Among the entries below, find each line with "fields" and show it.

■ ■ ■ ■ ■

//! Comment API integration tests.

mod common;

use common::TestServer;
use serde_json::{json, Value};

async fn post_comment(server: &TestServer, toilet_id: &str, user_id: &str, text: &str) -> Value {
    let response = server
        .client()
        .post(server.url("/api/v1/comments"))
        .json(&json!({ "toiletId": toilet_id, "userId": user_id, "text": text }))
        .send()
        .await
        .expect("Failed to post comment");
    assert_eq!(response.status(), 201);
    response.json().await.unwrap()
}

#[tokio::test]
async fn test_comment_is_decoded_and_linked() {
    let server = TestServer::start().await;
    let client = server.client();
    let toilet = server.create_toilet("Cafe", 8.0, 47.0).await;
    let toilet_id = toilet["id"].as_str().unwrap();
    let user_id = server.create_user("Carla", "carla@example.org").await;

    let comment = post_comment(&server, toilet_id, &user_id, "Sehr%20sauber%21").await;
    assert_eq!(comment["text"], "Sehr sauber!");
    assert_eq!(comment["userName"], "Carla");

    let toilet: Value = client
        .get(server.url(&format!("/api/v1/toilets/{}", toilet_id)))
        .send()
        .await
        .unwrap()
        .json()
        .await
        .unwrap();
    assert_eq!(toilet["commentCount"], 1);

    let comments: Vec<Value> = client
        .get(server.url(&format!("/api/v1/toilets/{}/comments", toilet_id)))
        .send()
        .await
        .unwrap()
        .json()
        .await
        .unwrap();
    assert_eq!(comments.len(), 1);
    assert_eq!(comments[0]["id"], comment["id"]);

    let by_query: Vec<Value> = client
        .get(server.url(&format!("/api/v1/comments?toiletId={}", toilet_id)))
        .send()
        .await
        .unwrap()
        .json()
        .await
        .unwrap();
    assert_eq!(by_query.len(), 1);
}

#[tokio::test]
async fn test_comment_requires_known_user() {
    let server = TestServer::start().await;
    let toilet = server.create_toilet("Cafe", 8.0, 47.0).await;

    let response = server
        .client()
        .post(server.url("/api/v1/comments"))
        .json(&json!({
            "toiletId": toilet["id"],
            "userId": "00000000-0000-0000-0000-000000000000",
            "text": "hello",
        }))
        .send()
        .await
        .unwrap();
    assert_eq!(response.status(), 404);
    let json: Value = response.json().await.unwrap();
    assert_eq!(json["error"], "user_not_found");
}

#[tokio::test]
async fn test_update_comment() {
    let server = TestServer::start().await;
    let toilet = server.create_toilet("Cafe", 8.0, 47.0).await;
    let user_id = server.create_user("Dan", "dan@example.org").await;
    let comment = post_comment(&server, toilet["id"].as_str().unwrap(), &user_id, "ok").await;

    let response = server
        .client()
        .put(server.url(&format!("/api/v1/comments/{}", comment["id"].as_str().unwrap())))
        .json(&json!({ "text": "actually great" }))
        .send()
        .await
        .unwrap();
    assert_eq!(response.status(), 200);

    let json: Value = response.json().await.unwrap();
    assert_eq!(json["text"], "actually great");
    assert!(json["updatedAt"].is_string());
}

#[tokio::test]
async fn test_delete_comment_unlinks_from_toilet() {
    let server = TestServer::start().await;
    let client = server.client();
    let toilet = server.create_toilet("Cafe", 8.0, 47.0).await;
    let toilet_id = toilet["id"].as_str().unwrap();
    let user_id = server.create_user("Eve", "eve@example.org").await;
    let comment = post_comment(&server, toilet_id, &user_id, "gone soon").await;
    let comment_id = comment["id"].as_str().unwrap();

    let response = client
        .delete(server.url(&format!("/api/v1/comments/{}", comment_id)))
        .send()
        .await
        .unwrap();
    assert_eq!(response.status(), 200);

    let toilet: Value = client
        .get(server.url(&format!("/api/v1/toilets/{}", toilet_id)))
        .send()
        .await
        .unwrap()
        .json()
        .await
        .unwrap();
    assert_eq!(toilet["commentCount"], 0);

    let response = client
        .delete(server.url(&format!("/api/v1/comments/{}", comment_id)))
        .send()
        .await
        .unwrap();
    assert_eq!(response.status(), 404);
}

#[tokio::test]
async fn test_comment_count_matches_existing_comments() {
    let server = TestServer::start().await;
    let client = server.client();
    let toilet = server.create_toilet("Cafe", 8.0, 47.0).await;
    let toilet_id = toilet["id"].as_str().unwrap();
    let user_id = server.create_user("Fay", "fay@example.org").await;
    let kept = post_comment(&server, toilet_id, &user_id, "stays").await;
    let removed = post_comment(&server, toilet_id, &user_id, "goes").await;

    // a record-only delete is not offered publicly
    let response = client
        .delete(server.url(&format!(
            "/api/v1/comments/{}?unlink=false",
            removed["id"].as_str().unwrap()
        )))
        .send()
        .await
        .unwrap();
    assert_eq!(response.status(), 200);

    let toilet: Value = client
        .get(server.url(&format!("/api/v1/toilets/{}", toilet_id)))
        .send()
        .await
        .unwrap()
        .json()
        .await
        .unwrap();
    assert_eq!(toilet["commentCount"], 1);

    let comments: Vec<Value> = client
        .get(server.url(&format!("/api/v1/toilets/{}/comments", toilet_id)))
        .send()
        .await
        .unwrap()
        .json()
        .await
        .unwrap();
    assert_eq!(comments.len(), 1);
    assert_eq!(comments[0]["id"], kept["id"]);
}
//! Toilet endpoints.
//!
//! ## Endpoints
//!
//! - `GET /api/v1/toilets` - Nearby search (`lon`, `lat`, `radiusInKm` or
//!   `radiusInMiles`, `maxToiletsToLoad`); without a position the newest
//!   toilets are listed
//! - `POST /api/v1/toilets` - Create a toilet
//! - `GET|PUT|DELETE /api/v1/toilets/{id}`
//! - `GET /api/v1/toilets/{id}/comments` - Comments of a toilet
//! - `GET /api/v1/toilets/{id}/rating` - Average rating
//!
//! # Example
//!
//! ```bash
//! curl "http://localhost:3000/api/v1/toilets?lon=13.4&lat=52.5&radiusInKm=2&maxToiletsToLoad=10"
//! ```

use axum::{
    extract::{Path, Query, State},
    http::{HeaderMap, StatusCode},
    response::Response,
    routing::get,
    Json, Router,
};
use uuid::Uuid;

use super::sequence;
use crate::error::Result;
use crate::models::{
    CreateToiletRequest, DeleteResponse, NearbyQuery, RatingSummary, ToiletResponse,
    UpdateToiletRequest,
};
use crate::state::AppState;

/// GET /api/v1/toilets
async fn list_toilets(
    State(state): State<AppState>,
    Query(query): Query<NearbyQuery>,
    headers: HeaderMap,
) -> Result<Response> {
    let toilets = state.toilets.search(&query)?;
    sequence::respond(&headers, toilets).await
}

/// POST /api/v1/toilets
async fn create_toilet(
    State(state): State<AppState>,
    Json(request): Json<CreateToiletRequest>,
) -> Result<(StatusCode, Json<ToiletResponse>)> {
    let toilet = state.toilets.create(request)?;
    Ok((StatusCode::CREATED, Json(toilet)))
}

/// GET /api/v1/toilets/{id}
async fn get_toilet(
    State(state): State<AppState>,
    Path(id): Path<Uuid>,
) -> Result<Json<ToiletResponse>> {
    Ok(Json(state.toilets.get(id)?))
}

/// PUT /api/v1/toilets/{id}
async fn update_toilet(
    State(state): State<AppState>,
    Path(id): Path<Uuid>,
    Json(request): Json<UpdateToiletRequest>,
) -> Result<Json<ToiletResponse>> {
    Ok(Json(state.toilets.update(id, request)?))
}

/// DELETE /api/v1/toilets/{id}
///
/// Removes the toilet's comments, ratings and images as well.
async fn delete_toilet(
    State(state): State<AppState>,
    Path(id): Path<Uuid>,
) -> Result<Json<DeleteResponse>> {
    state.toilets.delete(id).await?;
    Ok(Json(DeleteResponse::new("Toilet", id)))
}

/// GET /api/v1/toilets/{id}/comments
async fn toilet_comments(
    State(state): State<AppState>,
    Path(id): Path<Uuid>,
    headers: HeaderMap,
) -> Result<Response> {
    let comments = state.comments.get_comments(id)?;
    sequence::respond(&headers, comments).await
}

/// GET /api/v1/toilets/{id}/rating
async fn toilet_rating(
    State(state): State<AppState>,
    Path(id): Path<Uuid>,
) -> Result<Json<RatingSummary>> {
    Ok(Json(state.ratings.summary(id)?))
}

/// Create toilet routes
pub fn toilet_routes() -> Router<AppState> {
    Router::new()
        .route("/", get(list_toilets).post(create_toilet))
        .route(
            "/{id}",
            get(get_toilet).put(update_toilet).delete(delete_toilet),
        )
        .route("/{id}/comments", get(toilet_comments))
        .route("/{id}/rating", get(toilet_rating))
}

■ ■ ■ ■ ■

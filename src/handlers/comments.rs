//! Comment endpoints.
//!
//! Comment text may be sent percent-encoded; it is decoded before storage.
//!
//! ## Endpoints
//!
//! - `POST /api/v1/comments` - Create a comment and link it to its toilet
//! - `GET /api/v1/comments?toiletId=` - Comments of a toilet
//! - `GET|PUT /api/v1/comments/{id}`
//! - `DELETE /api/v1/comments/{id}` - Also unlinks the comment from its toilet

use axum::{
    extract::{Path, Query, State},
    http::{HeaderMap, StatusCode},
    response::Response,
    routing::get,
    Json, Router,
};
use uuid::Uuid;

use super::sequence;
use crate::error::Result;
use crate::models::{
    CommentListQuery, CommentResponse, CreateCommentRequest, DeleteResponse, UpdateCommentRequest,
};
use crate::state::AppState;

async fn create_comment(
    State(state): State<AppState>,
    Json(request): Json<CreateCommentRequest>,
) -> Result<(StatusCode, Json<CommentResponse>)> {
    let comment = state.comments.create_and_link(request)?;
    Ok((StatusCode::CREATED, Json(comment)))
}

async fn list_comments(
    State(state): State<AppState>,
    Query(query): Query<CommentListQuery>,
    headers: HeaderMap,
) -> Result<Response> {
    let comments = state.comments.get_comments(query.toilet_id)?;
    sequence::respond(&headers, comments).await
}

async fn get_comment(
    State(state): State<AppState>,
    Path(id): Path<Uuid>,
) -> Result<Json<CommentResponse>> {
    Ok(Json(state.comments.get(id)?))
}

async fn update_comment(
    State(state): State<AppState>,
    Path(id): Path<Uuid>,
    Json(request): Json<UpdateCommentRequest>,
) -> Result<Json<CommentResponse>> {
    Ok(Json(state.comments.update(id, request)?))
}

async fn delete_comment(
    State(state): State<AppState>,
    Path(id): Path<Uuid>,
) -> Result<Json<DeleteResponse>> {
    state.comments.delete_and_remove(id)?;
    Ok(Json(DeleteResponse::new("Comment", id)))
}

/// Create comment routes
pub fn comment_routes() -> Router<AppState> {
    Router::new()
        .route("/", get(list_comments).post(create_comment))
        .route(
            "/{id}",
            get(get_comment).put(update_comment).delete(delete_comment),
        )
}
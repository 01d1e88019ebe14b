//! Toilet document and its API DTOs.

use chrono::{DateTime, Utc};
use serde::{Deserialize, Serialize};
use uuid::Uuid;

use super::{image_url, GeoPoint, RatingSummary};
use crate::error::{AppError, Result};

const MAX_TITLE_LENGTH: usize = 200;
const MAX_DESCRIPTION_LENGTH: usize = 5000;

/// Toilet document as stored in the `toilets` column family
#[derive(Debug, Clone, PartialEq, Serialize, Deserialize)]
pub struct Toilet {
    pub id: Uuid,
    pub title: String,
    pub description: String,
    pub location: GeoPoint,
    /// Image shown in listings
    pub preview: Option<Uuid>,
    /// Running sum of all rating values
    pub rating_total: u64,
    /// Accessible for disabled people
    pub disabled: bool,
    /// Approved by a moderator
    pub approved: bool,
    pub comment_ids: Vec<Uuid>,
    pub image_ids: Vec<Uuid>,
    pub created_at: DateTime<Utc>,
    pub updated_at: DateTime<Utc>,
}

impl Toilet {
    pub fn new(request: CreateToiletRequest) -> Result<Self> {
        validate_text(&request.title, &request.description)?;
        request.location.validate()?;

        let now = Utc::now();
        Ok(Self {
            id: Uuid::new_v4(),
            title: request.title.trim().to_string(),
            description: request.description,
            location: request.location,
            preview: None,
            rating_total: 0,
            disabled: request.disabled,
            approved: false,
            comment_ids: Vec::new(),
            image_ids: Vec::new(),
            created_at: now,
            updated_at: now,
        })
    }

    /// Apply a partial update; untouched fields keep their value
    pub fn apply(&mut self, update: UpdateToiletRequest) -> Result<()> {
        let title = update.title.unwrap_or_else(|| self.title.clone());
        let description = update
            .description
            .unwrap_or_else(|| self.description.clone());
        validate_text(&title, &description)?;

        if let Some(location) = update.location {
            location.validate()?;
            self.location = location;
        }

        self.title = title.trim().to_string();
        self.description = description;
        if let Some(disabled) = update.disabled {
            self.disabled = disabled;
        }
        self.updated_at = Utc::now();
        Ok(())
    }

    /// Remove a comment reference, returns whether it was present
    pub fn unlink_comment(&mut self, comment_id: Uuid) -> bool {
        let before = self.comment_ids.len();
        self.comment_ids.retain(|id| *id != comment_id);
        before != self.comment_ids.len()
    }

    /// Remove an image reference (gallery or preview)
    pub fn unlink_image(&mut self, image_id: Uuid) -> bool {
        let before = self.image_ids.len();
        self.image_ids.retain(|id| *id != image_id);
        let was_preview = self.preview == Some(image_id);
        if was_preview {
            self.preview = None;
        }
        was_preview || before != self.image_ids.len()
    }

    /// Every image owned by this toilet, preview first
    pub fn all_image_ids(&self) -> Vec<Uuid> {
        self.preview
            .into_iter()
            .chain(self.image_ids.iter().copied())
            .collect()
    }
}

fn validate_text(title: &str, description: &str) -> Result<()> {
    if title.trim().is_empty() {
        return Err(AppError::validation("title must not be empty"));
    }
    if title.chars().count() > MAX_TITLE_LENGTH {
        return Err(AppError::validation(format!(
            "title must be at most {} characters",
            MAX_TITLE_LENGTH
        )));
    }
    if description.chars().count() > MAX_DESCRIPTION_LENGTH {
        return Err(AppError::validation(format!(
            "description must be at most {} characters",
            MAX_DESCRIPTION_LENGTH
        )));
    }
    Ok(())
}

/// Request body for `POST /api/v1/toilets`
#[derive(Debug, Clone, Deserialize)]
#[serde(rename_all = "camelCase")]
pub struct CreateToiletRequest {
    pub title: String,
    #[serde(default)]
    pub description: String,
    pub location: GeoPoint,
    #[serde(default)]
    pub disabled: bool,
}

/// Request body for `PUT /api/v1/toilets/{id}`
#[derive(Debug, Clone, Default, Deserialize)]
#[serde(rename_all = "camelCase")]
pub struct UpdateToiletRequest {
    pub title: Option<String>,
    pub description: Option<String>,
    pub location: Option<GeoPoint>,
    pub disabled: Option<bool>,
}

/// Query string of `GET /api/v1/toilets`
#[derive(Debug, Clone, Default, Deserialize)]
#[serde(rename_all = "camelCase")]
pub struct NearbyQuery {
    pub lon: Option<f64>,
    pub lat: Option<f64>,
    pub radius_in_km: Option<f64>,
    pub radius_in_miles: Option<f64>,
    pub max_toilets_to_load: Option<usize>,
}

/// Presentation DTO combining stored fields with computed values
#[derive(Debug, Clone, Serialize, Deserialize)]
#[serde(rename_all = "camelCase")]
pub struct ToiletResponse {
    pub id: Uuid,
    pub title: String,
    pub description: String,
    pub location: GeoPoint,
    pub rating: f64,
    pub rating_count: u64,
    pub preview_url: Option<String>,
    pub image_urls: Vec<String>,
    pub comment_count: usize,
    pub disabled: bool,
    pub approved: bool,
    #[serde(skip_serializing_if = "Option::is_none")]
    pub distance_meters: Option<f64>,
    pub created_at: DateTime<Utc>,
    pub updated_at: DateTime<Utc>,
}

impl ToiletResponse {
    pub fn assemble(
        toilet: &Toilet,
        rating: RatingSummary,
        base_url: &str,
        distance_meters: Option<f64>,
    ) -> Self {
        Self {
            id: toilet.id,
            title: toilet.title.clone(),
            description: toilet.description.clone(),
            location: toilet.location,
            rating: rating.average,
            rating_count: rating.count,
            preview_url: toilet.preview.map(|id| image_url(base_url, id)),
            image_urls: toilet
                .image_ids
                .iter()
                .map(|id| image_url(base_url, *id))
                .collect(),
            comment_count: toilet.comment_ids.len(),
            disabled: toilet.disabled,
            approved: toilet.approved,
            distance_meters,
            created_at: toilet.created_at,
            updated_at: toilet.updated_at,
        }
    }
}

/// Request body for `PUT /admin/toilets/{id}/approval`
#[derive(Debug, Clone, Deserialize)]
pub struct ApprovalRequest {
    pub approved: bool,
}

■ ■ ■ ■ ■

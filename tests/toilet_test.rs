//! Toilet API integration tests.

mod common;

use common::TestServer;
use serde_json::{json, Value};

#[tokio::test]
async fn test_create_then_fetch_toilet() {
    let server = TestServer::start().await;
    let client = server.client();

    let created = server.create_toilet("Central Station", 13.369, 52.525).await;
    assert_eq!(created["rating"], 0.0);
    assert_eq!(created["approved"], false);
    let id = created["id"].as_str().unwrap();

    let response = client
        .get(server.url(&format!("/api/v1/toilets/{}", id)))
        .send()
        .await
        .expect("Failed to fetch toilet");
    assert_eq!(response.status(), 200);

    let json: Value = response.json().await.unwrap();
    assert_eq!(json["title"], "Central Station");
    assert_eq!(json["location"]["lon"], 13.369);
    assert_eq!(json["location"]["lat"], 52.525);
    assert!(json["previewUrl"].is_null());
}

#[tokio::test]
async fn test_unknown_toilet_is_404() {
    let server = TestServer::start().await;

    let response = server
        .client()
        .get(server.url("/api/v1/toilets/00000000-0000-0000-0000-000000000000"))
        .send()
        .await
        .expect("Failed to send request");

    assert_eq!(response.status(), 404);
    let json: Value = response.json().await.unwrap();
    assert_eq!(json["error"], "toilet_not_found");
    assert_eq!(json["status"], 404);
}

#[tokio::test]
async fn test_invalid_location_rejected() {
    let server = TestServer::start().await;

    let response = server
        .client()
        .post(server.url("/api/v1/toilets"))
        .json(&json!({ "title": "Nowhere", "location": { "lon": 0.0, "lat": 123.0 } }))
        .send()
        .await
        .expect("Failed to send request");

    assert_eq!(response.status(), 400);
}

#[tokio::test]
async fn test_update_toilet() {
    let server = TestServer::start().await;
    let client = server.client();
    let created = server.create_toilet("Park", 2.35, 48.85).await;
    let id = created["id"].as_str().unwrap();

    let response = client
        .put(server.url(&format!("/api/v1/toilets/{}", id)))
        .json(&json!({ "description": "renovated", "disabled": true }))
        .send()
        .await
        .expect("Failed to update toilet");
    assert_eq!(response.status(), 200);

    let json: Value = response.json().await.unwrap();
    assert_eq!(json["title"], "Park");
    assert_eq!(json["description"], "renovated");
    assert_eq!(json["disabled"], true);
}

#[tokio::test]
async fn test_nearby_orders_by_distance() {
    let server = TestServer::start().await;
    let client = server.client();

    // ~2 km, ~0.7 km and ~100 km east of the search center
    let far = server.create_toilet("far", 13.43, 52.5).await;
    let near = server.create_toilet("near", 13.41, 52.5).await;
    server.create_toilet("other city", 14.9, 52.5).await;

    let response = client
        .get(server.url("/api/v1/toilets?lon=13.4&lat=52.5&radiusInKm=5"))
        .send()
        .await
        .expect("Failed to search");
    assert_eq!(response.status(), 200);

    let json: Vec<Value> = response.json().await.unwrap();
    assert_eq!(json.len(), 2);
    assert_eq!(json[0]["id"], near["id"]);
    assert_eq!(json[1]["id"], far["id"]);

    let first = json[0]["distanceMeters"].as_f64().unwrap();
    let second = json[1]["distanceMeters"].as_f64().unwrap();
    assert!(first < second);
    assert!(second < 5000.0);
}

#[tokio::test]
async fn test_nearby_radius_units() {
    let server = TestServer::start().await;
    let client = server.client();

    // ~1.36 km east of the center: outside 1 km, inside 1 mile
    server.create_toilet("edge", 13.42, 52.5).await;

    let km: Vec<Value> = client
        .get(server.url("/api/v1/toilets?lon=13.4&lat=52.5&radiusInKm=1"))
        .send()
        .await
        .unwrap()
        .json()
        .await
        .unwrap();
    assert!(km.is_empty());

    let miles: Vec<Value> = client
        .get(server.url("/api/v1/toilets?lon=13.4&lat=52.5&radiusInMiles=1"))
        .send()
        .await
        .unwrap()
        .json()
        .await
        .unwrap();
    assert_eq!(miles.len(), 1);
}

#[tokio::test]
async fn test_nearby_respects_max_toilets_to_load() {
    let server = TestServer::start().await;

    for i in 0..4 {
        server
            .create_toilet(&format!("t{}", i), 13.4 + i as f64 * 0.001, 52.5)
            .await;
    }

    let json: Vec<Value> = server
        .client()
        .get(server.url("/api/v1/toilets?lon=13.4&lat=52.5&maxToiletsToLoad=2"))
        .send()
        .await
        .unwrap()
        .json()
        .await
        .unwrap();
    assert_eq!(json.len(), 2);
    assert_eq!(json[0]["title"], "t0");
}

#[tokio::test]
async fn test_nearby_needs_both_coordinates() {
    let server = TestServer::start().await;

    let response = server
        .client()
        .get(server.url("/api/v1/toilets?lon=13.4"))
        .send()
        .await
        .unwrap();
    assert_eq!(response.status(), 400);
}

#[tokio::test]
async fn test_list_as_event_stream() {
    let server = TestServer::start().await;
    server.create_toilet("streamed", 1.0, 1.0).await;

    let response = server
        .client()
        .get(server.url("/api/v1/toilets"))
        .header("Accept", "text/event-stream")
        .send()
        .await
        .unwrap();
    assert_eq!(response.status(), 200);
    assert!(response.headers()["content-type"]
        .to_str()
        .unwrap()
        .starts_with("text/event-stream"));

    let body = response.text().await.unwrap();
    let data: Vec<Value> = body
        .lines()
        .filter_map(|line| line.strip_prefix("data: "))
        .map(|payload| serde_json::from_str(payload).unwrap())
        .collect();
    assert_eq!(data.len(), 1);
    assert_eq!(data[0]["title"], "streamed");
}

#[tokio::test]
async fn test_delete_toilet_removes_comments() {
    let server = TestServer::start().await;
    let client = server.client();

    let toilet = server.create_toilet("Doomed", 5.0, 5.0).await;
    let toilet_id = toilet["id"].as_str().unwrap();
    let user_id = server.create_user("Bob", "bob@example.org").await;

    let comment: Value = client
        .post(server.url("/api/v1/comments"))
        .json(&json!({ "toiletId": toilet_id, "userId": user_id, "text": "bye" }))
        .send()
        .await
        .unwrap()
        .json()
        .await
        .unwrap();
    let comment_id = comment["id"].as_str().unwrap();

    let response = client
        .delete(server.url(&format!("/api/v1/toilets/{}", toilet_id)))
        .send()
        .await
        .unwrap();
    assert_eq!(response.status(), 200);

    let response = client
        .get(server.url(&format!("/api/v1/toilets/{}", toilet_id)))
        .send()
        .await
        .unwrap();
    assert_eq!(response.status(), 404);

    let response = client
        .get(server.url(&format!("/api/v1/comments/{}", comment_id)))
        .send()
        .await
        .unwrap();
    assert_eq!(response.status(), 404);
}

■ ■ ■ ■ ■

EXPECTED ANSWER
    /// Apply a partial update; untouched fields keep their value
/// Presentation DTO combining stored fields with computed values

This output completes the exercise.